Towards the turn of the century the library required repairs and upgrades, and the town of Puyallup requested funding from Andrew Carnegie for the creation of a new library. On February 15, 1912 Carnegie offered the town $12,500 on the condition they pay an annual 10% upkeep and maintenance fee. The town accepted the grant and the new Carnegie library, designed by Roland E. Borhek in the Georgian style, officially opened on February 11, 1913.
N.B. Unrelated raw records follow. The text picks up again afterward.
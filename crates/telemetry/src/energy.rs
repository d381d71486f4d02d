//! The energy model: elapsed time × configured baseline draw × a
//! per-route weight. Not a physical measurement — stable enough for
//! trend detection and the bandit's energy term.

use sv_domain::config::TelemetryConfig;
use sv_domain::turn::Route;

const MS_PER_HOUR: f64 = 3_600_000.0;

/// Estimated energy for one turn, in watt-hours.
pub fn estimate_energy_wh(cfg: &TelemetryConfig, route: Route, elapsed_ms: u64) -> f64 {
    let hours = elapsed_ms as f64 / MS_PER_HOUR;
    hours * cfg.baseline_watts * cfg.route_weight(route)
}
//! Generative backend clients. The backends themselves (micro, planner,
//! deep models) are opaque local HTTP services; this crate owns the
//! trait seam, the HTTP implementation with hierarchical budgets, and
//! the registry keyed by route.

mod http;

pub use http::HttpBackend;

use std::collections::BTreeMap;
use std::sync::Arc;

use async_trait::async_trait;

use sv_domain::config::BackendsConfig;
use sv_domain::turn::Route;
use sv_domain::Result;

// ━━━━━━━━━━━━━━━━━━━━━━━━━━━━━━━━━━━━━━━━━━━━━━━━━━━━━━━━━━━━━━━━━━
// Request / reply
// ━━━━━━━━━━━━━━━━━━━━━━━━━━━━━━━━━━━━━━━━━━━━━━━━━━━━━━━━━━━━━━━━━━

/// One generation request.
#[derive(Debug, Clone)]
pub struct GenerateRequest {
    pub trace_id: String,
    pub text: String,
    pub intent: String,
    pub slots: BTreeMap<String, String>,
    pub lang: String,
    /// Guardian-degraded mode: smaller context, strict schema.
    pub degraded: bool,
    pub rag_top_k: usize,
    /// Planner-route requests expect a JSON plan in the reply text.
    pub expect_plan: bool,
}

/// A completed generation with its latency split.
#[derive(Debug, Clone)]
pub struct GenerateReply {
    /// Reply text; for plan-producing routes this is the raw plan JSON.
    pub text: String,
    pub first_token_ms: u64,
    pub full_ms: u64,
}

// ━━━━━━━━━━━━━━━━━━━━━━━━━━━━━━━━━━━━━━━━━━━━━━━━━━━━━━━━━━━━━━━━━━
// Trait seam
// ━━━━━━━━━━━━━━━━━━━━━━━━━━━━━━━━━━━━━━━━━━━━━━━━━━━━━━━━━━━━━━━━━━

/// One backend arm. Implementations enforce their own first-token and
/// full budgets and surface overruns as `Error::Timeout`.
#[async_trait]
pub trait BackendClient: Send + Sync {
    fn route(&self) -> Route;
    fn model_id(&self) -> &str;
    async fn generate(&self, req: &GenerateRequest) -> Result<GenerateReply>;
}

// ━━━━━━━━━━━━━━━━━━━━━━━━━━━━━━━━━━━━━━━━━━━━━━━━━━━━━━━━━━━━━━━━━━
// Registry
// ━━━━━━━━━━━━━━━━━━━━━━━━━━━━━━━━━━━━━━━━━━━━━━━━━━━━━━━━━━━━━━━━━━

/// The closed {micro, planner, deep} set. No subclass hierarchies; a
/// route maps to exactly one client.
pub struct BackendRegistry {
    micro: Arc<dyn BackendClient>,
    planner: Arc<dyn BackendClient>,
    deep: Arc<dyn BackendClient>,
}

impl BackendRegistry {
    /// Build HTTP clients from config.
    pub fn from_config(cfg: &BackendsConfig) -> Self {
        Self {
            micro: Arc::new(HttpBackend::new(Route::Micro, cfg.micro.clone())),
            planner: Arc::new(HttpBackend::new(Route::Planner, cfg.planner.clone())),
            deep: Arc::new(HttpBackend::new(Route::Deep, cfg.deep.clone())),
        }
    }

    /// Assemble from arbitrary clients (tests inject stubs here).
    pub fn new(
        micro: Arc<dyn BackendClient>,
        planner: Arc<dyn BackendClient>,
        deep: Arc<dyn BackendClient>,
    ) -> Self {
        Self {
            micro,
            planner,
            deep,
        }
    }

    pub fn get(&self, route: Route) -> Arc<dyn BackendClient> {
        match route {
            Route::Micro => self.micro.clone(),
            Route::Planner => self.planner.clone(),
            Route::Deep => self.deep.clone(),
        }
    }

    pub fn model_id(&self, route: Route) -> String {
        self.get(route).model_id().to_string()
    }
}
use std::path::PathBuf;

use anyhow::Context;
use axum::http::{HeaderValue, Method};
use clap::{Parser, Subcommand};
use tower_http::cors::{AllowOrigin, CorsLayer};
use tracing_subscriber::EnvFilter;

use sv_domain::config::{Config, ConfigSeverity, CorsConfig};
use sv_gateway::bootstrap;

#[derive(Parser)]
#[command(name = "svara", about = "On-device conversational orchestrator")]
struct Cli {
    /// Path to the TOML config file. Defaults are used when omitted.
    #[arg(long, global = true)]
    config: Option<PathBuf>,

    #[command(subcommand)]
    command: Option<Command>,
}

#[derive(Subcommand)]
enum Command {
    /// Run the server (default).
    Serve,
    /// Validate the config file and exit non-zero on errors.
    ConfigValidate,
    /// Print the version.
    Version,
}

#[tokio::main]
async fn main() -> anyhow::Result<()> {
    let cli = Cli::parse();
    let (config, config_path) = load_config(cli.config)?;

    match cli.command {
        None | Some(Command::Serve) => {
            init_tracing();
            run_server(config, config_path).await
        }
        Some(Command::ConfigValidate) => {
            let issues = config.validate();
            for issue in &issues {
                println!("{issue}");
            }
            if issues.iter().any(|i| i.severity == ConfigSeverity::Error) {
                std::process::exit(1);
            }
            println!("config OK");
            Ok(())
        }
        Some(Command::Version) => {
            println!("svara {}", env!("CARGO_PKG_VERSION"));
            Ok(())
        }
    }
}

fn load_config(path: Option<PathBuf>) -> anyhow::Result<(Config, Option<PathBuf>)> {
    match path {
        Some(p) => {
            let config = Config::load(&p).with_context(|| format!("loading {}", p.display()))?;
            Ok((config, Some(p)))
        }
        None => Ok((Config::default(), None)),
    }
}

/// Initialize structured JSON tracing (only for the `serve` command).
fn init_tracing() {
    tracing_subscriber::fmt()
        .with_env_filter(
            EnvFilter::try_from_default_env()
                .unwrap_or_else(|_| EnvFilter::new("info,sv_gateway=debug")),
        )
        .json()
        .init();
}

async fn run_server(config: Config, config_path: Option<PathBuf>) -> anyhow::Result<()> {
    tracing::info!("svara starting");

    // ── Config validation ────────────────────────────────────────────
    let issues = config.validate();
    for issue in &issues {
        match issue.severity {
            ConfigSeverity::Warning => tracing::warn!("config: {issue}"),
            ConfigSeverity::Error => tracing::error!("config: {issue}"),
        }
    }
    if issues.iter().any(|i| i.severity == ConfigSeverity::Error) {
        anyhow::bail!(
            "config validation failed with {} error(s)",
            issues
                .iter()
                .filter(|i| i.severity == ConfigSeverity::Error)
                .count()
        );
    }

    let addr = format!("{}:{}", config.server.host, config.server.port);
    let cors_layer = build_cors_layer(&config.server.cors);
    let max_concurrent = config.server.max_concurrent;
    let rate_limit = config.server.rate_limit.clone();

    // ── State & background tasks ─────────────────────────────────────
    let state = bootstrap::build_state(config, config_path, None)?;
    bootstrap::spawn_background_tasks(&state);

    // ── Rate-limit layer (per-IP token bucket via governor) ──────────
    let governor_layer = rate_limit.as_ref().map(|rl| {
        use tower_governor::governor::GovernorConfigBuilder;
        use tower_governor::GovernorLayer;

        let gov_config = GovernorConfigBuilder::default()
            .per_second(rl.requests_per_second)
            .burst_size(rl.burst_size)
            .finish()
            .expect("rate_limit: requests_per_second and burst_size must be > 0");

        tracing::info!(
            requests_per_second = rl.requests_per_second,
            burst_size = rl.burst_size,
            "per-IP rate limiting enabled"
        );
        GovernorLayer {
            config: std::sync::Arc::new(gov_config),
        }
    });

    // ── Router ───────────────────────────────────────────────────────
    let router = sv_gateway::api::router(state.clone())
        .layer(cors_layer)
        .layer(tower::limit::ConcurrencyLimitLayer::new(max_concurrent));
    let app = if let Some(gov) = governor_layer {
        router.layer(gov).with_state(state.clone())
    } else {
        router.with_state(state.clone())
    };

    // ── Bind & serve with graceful shutdown ──────────────────────────
    let listener = tokio::net::TcpListener::bind(&addr)
        .await
        .with_context(|| format!("binding to {addr}"))?;
    tracing::info!(addr = %addr, "svara listening");

    let shutdown_state = state.clone();
    axum::serve(listener, app)
        .with_graceful_shutdown(async move {
            let _ = tokio::signal::ctrl_c().await;
            tracing::info!("shutdown signal received");
            bootstrap::shutdown_snapshot(&shutdown_state);
        })
        .await
        .context("axum server error")?;

    Ok(())
}

/// Build a [`CorsLayer`] from the configured allowed origins.
///
/// Origins may carry a trailing `*` wildcard for the port segment
/// (e.g. `http://localhost:*`). A literal `"*"` allows all origins
/// (not recommended for production).
fn build_cors_layer(cors: &CorsConfig) -> CorsLayer {
    use axum::http::header;

    if cors.allowed_origins.len() == 1 && cors.allowed_origins[0] == "*" {
        tracing::warn!("CORS configured with wildcard \"*\" — all origins allowed");
        return CorsLayer::new()
            .allow_origin(tower_http::cors::Any)
            .allow_methods([Method::GET, Method::POST, Method::OPTIONS])
            .allow_headers([header::CONTENT_TYPE, header::AUTHORIZATION]);
    }

    let mut exact: Vec<HeaderValue> = Vec::new();
    let mut wildcard_prefixes: Vec<String> = Vec::new();
    for origin in &cors.allowed_origins {
        if origin.ends_with(":*") {
            wildcard_prefixes.push(origin.trim_end_matches('*').to_owned());
        } else if let Ok(hv) = origin.parse::<HeaderValue>() {
            exact.push(hv);
        } else {
            tracing::warn!(origin = %origin, "invalid CORS origin, skipping");
        }
    }

    let allow_origin = if wildcard_prefixes.is_empty() {
        AllowOrigin::list(exact)
    } else {
        AllowOrigin::predicate(move |origin, _| {
            let origin_str = origin.to_str().unwrap_or("");
            if exact.iter().any(|e| e.as_bytes() == origin.as_bytes()) {
                return true;
            }
            // Wildcard-port patterns: the remainder must be digits only
            // to prevent prefix-based bypass.
            wildcard_prefixes.iter().any(|prefix| {
                origin_str
                    .strip_prefix(prefix.as_str())
                    .map(|port| !port.is_empty() && port.chars().all(|c| c.is_ascii_digit()))
                    .unwrap_or(false)
            })
        })
    };

    CorsLayer::new()
        .allow_origin(allow_origin)
        .allow_methods([Method::GET, Method::POST, Method::OPTIONS])
        .allow_headers([header::CONTENT_TYPE, header::AUTHORIZATION])
        .allow_credentials(true)
}
//! The uniform error shape:
//! `{"error":{"code","message","trace_id","retry_after"?}}`.
//!
//! Responses never carry stack traces or internals; `internal` errors
//! are sanitized down to their class name.

use sv_domain::error::ErrorClass;
use sv_domain::Error;

/// HTTP status for an error, via its class.
pub fn status_for(e: &Error) -> u16 {
    e.class().http_status()
}

/// Build the uniform JSON error body.
pub fn error_body(e: &Error, trace_id: Option<uuid::Uuid>) -> serde_json::Value {
    let class = e.class();
    let message = if class == ErrorClass::Internal {
        // Sanitized: internal details stay in the logs.
        "ett internt fel inträffade".to_string()
    } else {
        e.to_string()
    };

    let mut error = serde_json::json!({
        "code": class.as_str(),
        "message": message,
        "trace_id": trace_id.unwrap_or_else(uuid::Uuid::new_v4),
    });
    if let Some(retry_after) = e.retry_after() {
        error["retry_after"] = serde_json::json!(retry_after);
    }
    serde_json::json!({ "error": error })
}
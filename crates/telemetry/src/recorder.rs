//! The telemetry recorder: a bounded channel to a background JSONL
//! writer plus in-memory rolling windows for the status API and the
//! SLO gates. Recording never blocks or fails a turn.

use std::collections::{HashMap, VecDeque};
use std::path::{Path, PathBuf};

use chrono::{DateTime, NaiveDate, Utc};
use parking_lot::Mutex;
use serde::Serialize;
use tokio::io::AsyncWriteExt;
use tokio::sync::mpsc;

use sv_domain::trace::TraceEvent;
use sv_domain::turn::{CacheTier, GuardianState, Route, Turn};

use crate::event::TurnEvent;

/// Bounded queue to the writer; overflow drops the event with a log
/// line rather than stalling the turn.
const WRITER_QUEUE: usize = 1_024;

// ━━━━━━━━━━━━━━━━━━━━━━━━━━━━━━━━━━━━━━━━━━━━━━━━━━━━━━━━━━━━━━━━━━
// Rolling stats
// ━━━━━━━━━━━━━━━━━━━━━━━━━━━━━━━━━━━━━━━━━━━━━━━━━━━━━━━━━━━━━━━━━━

#[derive(Debug, Default)]
struct LatencyWindow {
    first_ms: VecDeque<u64>,
    full_ms: VecDeque<u64>,
}

#[derive(Debug, Default)]
struct Counters {
    turns: u64,
    cache_hits: u64,
    cache_lookups: u64,
    tool_calls: u64,
    tool_ok: u64,
    emergency_entries: u64,
}

/// Per-route latency percentiles exported by the status API.
#[derive(Debug, Clone, Serialize)]
pub struct RouteLatencyStats {
    pub route: Route,
    pub count: usize,
    pub p50_first_ms: u64,
    pub p95_first_ms: u64,
    pub p50_full_ms: u64,
    pub p95_full_ms: u64,
}

/// Aggregate snapshot for `/api/status/*` and the SLO gates.
#[derive(Debug, Clone, Serialize)]
pub struct TelemetrySnapshot {
    pub turns: u64,
    pub cache_hit_rate: f64,
    pub tool_success_rate: f64,
    pub emergency_entries: u64,
    pub routes: Vec<RouteLatencyStats>,
}

// ━━━━━━━━━━━━━━━━━━━━━━━━━━━━━━━━━━━━━━━━━━━━━━━━━━━━━━━━━━━━━━━━━━
// TelemetryRecorder
// ━━━━━━━━━━━━━━━━━━━━━━━━━━━━━━━━━━━━━━━━━━━━━━━━━━━━━━━━━━━━━━━━━━

pub struct TelemetryRecorder {
    tx: mpsc::Sender<TurnEvent>,
    window_len: usize,
    latencies: Mutex<HashMap<Route, LatencyWindow>>,
    counters: Mutex<Counters>,
}

impl TelemetryRecorder {
    /// Create the recorder and spawn its writer task appending to
    /// `<data_dir>/YYYY-MM-DD/events.jsonl`.
    pub fn spawn(data_dir: PathBuf, window_len: usize) -> std::sync::Arc<Self> {
        let (tx, rx) = mpsc::channel(WRITER_QUEUE);
        tokio::spawn(writer_task(data_dir, rx));
        std::sync::Arc::new(Self {
            tx,
            window_len: window_len.max(16),
            latencies: Mutex::new(HashMap::new()),
            counters: Mutex::new(Counters::default()),
        })
    }

    /// Record one finished turn: build the event, update the rolling
    /// windows, enqueue the event for the writer.
    pub fn record(&self, turn: &Turn) {
        let event = TurnEvent::from_turn(turn);

        {
            let mut counters = self.counters.lock();
            counters.turns += 1;
            if turn.cache_tier != CacheTier::Bypass {
                counters.cache_lookups += 1;
                if turn.cache_tier.is_hit() {
                    counters.cache_hits += 1;
                }
            }
            for tc in &turn.tool_calls {
                counters.tool_calls += 1;
                if tc.class.is_ok() {
                    counters.tool_ok += 1;
                }
            }
            if turn.guardian_exit == Some(GuardianState::Emergency)
                && turn.guardian_entry != GuardianState::Emergency
            {
                counters.emergency_entries += 1;
            }
        }

        if let (Some(route), Some(full_ms)) = (turn.route, turn.e2e_full_ms()) {
            let first_ms = turn.timings.backend_first_ms.unwrap_or(full_ms);
            let mut latencies = self.latencies.lock();
            let window = latencies.entry(route).or_default();
            window.first_ms.push_back(first_ms);
            window.full_ms.push_back(full_ms);
            while window.first_ms.len() > self.window_len {
                window.first_ms.pop_front();
            }
            while window.full_ms.len() > self.window_len {
                window.full_ms.pop_front();
            }
        }

        if let Err(e) = self.tx.try_send(event) {
            tracing::warn!(error = %e, "telemetry queue full; dropping event");
        }
    }

    pub fn snapshot(&self) -> TelemetrySnapshot {
        let counters = self.counters.lock();
        let latencies = self.latencies.lock();

        let routes = Route::ALL
            .iter()
            .map(|&route| {
                let window = latencies.get(&route);
                let first: Vec<u64> = window
                    .map(|w| w.first_ms.iter().copied().collect())
                    .unwrap_or_default();
                let full: Vec<u64> = window
                    .map(|w| w.full_ms.iter().copied().collect())
                    .unwrap_or_default();
                RouteLatencyStats {
                    route,
                    count: full.len(),
                    p50_first_ms: percentile(&first, 50.0),
                    p95_first_ms: percentile(&first, 95.0),
                    p50_full_ms: percentile(&full, 50.0),
                    p95_full_ms: percentile(&full, 95.0),
                }
            })
            .collect();

        TelemetrySnapshot {
            turns: counters.turns,
            cache_hit_rate: ratio(counters.cache_hits, counters.cache_lookups),
            tool_success_rate: ratio(counters.tool_ok, counters.tool_calls),
            emergency_entries: counters.emergency_entries,
            routes,
        }
    }
}

fn ratio(part: u64, whole: u64) -> f64 {
    if whole == 0 {
        // No observations: report the healthy extreme so cold starts
        // don't trip SLO gates.
        1.0
    } else {
        part as f64 / whole as f64
    }
}

/// Nearest-rank percentile over an unsorted window.
fn percentile(values: &[u64], pct: f64) -> u64 {
    if values.is_empty() {
        return 0;
    }
    let mut sorted = values.to_vec();
    sorted.sort_unstable();
    let rank = ((pct / 100.0) * sorted.len() as f64).ceil() as usize;
    sorted[rank.clamp(1, sorted.len()) - 1]
}

// ━━━━━━━━━━━━━━━━━━━━━━━━━━━━━━━━━━━━━━━━━━━━━━━━━━━━━━━━━━━━━━━━━━
// Writer task & retention
// ━━━━━━━━━━━━━━━━━━━━━━━━━━━━━━━━━━━━━━━━━━━━━━━━━━━━━━━━━━━━━━━━━━

async fn writer_task(data_dir: PathBuf, mut rx: mpsc::Receiver<TurnEvent>) {
    let mut written_since_trace = 0usize;
    while let Some(event) = rx.recv().await {
        if let Err(e) = append_event(&data_dir, &event).await {
            tracing::warn!(error = %e, "telemetry append failed");
            continue;
        }
        written_since_trace += 1;
        if written_since_trace >= 100 {
            TraceEvent::TelemetryFlushed {
                events: written_since_trace,
            }
            .emit();
            written_since_trace = 0;
        }
    }
}

async fn append_event(data_dir: &Path, event: &TurnEvent) -> std::io::Result<()> {
    let day = &event.ts[..10]; // YYYY-MM-DD of the RFC 3339 timestamp
    let dir = data_dir.join(day);
    tokio::fs::create_dir_all(&dir).await?;
    let mut line = serde_json::to_vec(event)?;
    line.push(b'\n');
    let mut file = tokio::fs::OpenOptions::new()
        .create(true)
        .append(true)
        .open(dir.join("events.jsonl"))
        .await?;
    file.write_all(&line).await?;
    Ok(())
}

/// Delete day directories older than the retention window. Returns the
/// number of removed directories.
pub fn sweep_retention(data_dir: &Path, retention_days: u32, now: DateTime<Utc>) -> usize {
    let Ok(entries) = std::fs::read_dir(data_dir) else {
        return 0;
    };
    let cutoff = now.date_naive() - chrono::Duration::days(retention_days as i64);
    let mut removed = 0;
    for entry in entries.flatten() {
        let name = entry.file_name();
        let Some(day) = name.to_str() else { continue };
        let Ok(date) = NaiveDate::parse_from_str(day, "%Y-%m-%d") else {
            continue;
        };
        if date < cutoff && std::fs::remove_dir_all(entry.path()).is_ok() {
            removed += 1;
        }
    }
    removed
}

#[cfg(test)]
mod tests {
    use super::*;
    use sv_domain::error::ToolCallClass;
    use sv_domain::turn::ToolCallRecord;

    fn finished_turn(route: Route, full_ms: i64, cache: CacheTier) -> Turn {
        let mut turn = Turn::new("s-1", "sv", "hej", GuardianState::Normal);
        turn.route = Some(route);
        turn.cache_tier = cache;
        turn.finished_at = Some(turn.received_at + chrono::Duration::milliseconds(full_ms));
        turn.timings.backend_first_ms = Some((full_ms / 2).max(1) as u64);
        turn.guardian_exit = Some(GuardianState::Normal);
        turn
    }

    #[tokio::test]
    async fn records_update_windows_and_counters() {
        let dir = tempfile::tempdir().unwrap();
        let recorder = TelemetryRecorder::spawn(dir.path().to_path_buf(), 64);

        recorder.record(&finished_turn(Route::Micro, 100, CacheTier::L1));
        recorder.record(&finished_turn(Route::Micro, 200, CacheTier::Miss));

        let snap = recorder.snapshot();
        assert_eq!(snap.turns, 2);
        assert_eq!(snap.cache_hit_rate, 0.5);
        let micro = snap.routes.iter().find(|r| r.route == Route::Micro).unwrap();
        assert_eq!(micro.count, 2);
        assert!(micro.p95_full_ms >= micro.p50_full_ms);
    }

    #[tokio::test]
    async fn events_land_in_daily_jsonl() {
        let dir = tempfile::tempdir().unwrap();
        let recorder = TelemetryRecorder::spawn(dir.path().to_path_buf(), 64);
        recorder.record(&finished_turn(Route::Micro, 100, CacheTier::L1));

        // Give the writer task a beat.
        tokio::time::sleep(std::time::Duration::from_millis(100)).await;

        let day = Utc::now().format("%Y-%m-%d").to_string();
        let content =
            std::fs::read_to_string(dir.path().join(&day).join("events.jsonl")).unwrap();
        let event: TurnEvent = serde_json::from_str(content.lines().next().unwrap()).unwrap();
        assert!(event.verify_hash());
        assert_eq!(event.route, "micro");
    }

    #[tokio::test]
    async fn tool_success_rate_counts_classes() {
        let dir = tempfile::tempdir().unwrap();
        let recorder = TelemetryRecorder::spawn(dir.path().to_path_buf(), 64);
        let mut turn = finished_turn(Route::Planner, 500, CacheTier::Miss);
        turn.tool_calls = vec![
            ToolCallRecord {
                name: "calendar.create".into(),
                class: ToolCallClass::Ok,
                lat_ms: 20,
            },
            ToolCallRecord {
                name: "email.draft".into(),
                class: ToolCallClass::Timeout,
                lat_ms: 800,
            },
        ];
        recorder.record(&turn);
        assert_eq!(recorder.snapshot().tool_success_rate, 0.5);
    }

    #[test]
    fn percentile_nearest_rank() {
        let values: Vec<u64> = (1..=100).collect();
        assert_eq!(percentile(&values, 50.0), 50);
        assert_eq!(percentile(&values, 95.0), 95);
        assert_eq!(percentile(&[42], 95.0), 42);
        assert_eq!(percentile(&[], 95.0), 0);
    }

    #[test]
    fn retention_sweep_removes_old_days() {
        let dir = tempfile::tempdir().unwrap();
        std::fs::create_dir_all(dir.path().join("2020-01-01")).unwrap();
        std::fs::create_dir_all(dir.path().join("2099-01-01")).unwrap();
        let removed = sweep_retention(dir.path(), 7, Utc::now());
        assert_eq!(removed, 1);
        assert!(dir.path().join("2099-01-01").exists());
    }
}
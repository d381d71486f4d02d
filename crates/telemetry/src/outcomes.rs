//! E2E outcome records: one JSON line per executed scenario, appended
//! under the tests data dir and consumed by the external SLO gate.

use std::io::Write;
use std::path::Path;

use chrono::{SecondsFormat, Utc};
use serde::{Deserialize, Serialize};

#[derive(Debug, Clone, Serialize, Deserialize)]
pub struct OutcomeRecord {
    pub v: String,
    pub ts: String,
    pub scenario: String,
    pub pass: bool,
    #[serde(default)]
    pub detail: String,
}

impl OutcomeRecord {
    pub fn new(scenario: impl Into<String>, pass: bool, detail: impl Into<String>) -> Self {
        Self {
            v: crate::event::EVENT_VERSION.to_string(),
            ts: Utc::now().to_rfc3339_opts(SecondsFormat::Millis, true),
            scenario: scenario.into(),
            pass,
            detail: detail.into(),
        }
    }
}

/// Append one outcome to `<tests_dir>/outcomes.jsonl`.
pub fn append_outcome(tests_dir: &Path, record: &OutcomeRecord) -> std::io::Result<()> {
    std::fs::create_dir_all(tests_dir)?;
    let mut line = serde_json::to_vec(record)?;
    line.push(b'\n');
    let mut file = std::fs::OpenOptions::new()
        .create(true)
        .append(true)
        .open(tests_dir.join("outcomes.jsonl"))?;
    file.write_all(&line)
}
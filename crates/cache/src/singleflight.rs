//! Keyed single-flight: at most one build per fingerprint is in flight;
//! later arrivals attach to the leader's outcome broadcast.
//!
//! The leader guard completes exactly once. Dropping it without a
//! result broadcasts an abandonment error so followers never hang.

use std::collections::HashMap;
use std::sync::Arc;

use parking_lot::Mutex;
use tokio::sync::broadcast;

use sv_domain::error::ErrorClass;

/// What followers receive: the built value, or the leader's error class
/// and message.
pub type FlightOutcome<T> = Result<T, (ErrorClass, String)>;

struct Inner<T> {
    inflight: Mutex<HashMap<String, broadcast::Sender<FlightOutcome<T>>>>,
}

/// Begin result: either you are the leader (build, then `complete()`),
/// or a follower holding a receiver for the leader's outcome.
pub enum FlightTicket<T> {
    Leader(LeaderGuard<T>),
    Follower(broadcast::Receiver<FlightOutcome<T>>),
}

pub struct SingleFlight<T> {
    inner: Arc<Inner<T>>,
}

impl<T: Clone> SingleFlight<T> {
    pub fn new() -> Self {
        Self {
            inner: Arc::new(Inner {
                inflight: Mutex::new(HashMap::new()),
            }),
        }
    }

    pub fn begin(&self, key: &str) -> FlightTicket<T> {
        let mut inflight = self.inner.inflight.lock();
        if let Some(tx) = inflight.get(key) {
            return FlightTicket::Follower(tx.subscribe());
        }
        let (tx, _) = broadcast::channel(1);
        inflight.insert(key.to_string(), tx);
        FlightTicket::Leader(LeaderGuard {
            key: key.to_string(),
            inner: self.inner.clone(),
            completed: false,
        })
    }

    /// Number of keys currently being built (for monitoring).
    pub fn inflight_count(&self) -> usize {
        self.inner.inflight.lock().len()
    }
}

impl<T: Clone> Default for SingleFlight<T> {
    fn default() -> Self {
        Self::new()
    }
}

pub struct LeaderGuard<T> {
    key: String,
    inner: Arc<Inner<T>>,
    completed: bool,
}

impl<T: Clone> LeaderGuard<T> {
    pub fn key(&self) -> &str {
        &self.key
    }

    /// Broadcast the outcome to all followers and release the key.
    pub fn complete(mut self, outcome: FlightOutcome<T>) {
        self.broadcast(outcome);
        self.completed = true;
    }

    fn broadcast(&self, outcome: FlightOutcome<T>) {
        if let Some(tx) = self.inner.inflight.lock().remove(&self.key) {
            // No receivers is fine; the leader was alone.
            let _ = tx.send(outcome);
        }
    }
}

impl<T> Drop for LeaderGuard<T> {
    fn drop(&mut self) {
        if !self.completed {
            if let Some(tx) = self.inner.inflight.lock().remove(&self.key) {
                let _ = tx.send(Err((
                    ErrorClass::Internal,
                    "build abandoned by leader".to_string(),
                )));
            }
        }
    }
}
The Carnegie library was in operation until the 1950s when it was deemed by the county to be unsafe due to the bowing of the second floor from the weight of the books. Despite the razing of the building the library system hosted a 100-year celebration of the original library in 2013 and attempted to raise $12,000 to match the original grant for library use.

===Modern library===
After 50 years, the Carnegie Library was replaced by new 11,622 sqft replacement library building paid for by a voter-approved $210,000 bond. Another bond was approved by voters on September 14, 1999 to again reconstruct the library facility, expanding its total size to 39,500 sqft. This current library opened in 2002. Along with the new renovation the library constructed a local history room, which is opened to the public once a month. The room contains local history back to the founding of the town in the late 1800s, copies of the newspaper from 1903, and other genealogical records from the town's first settlers.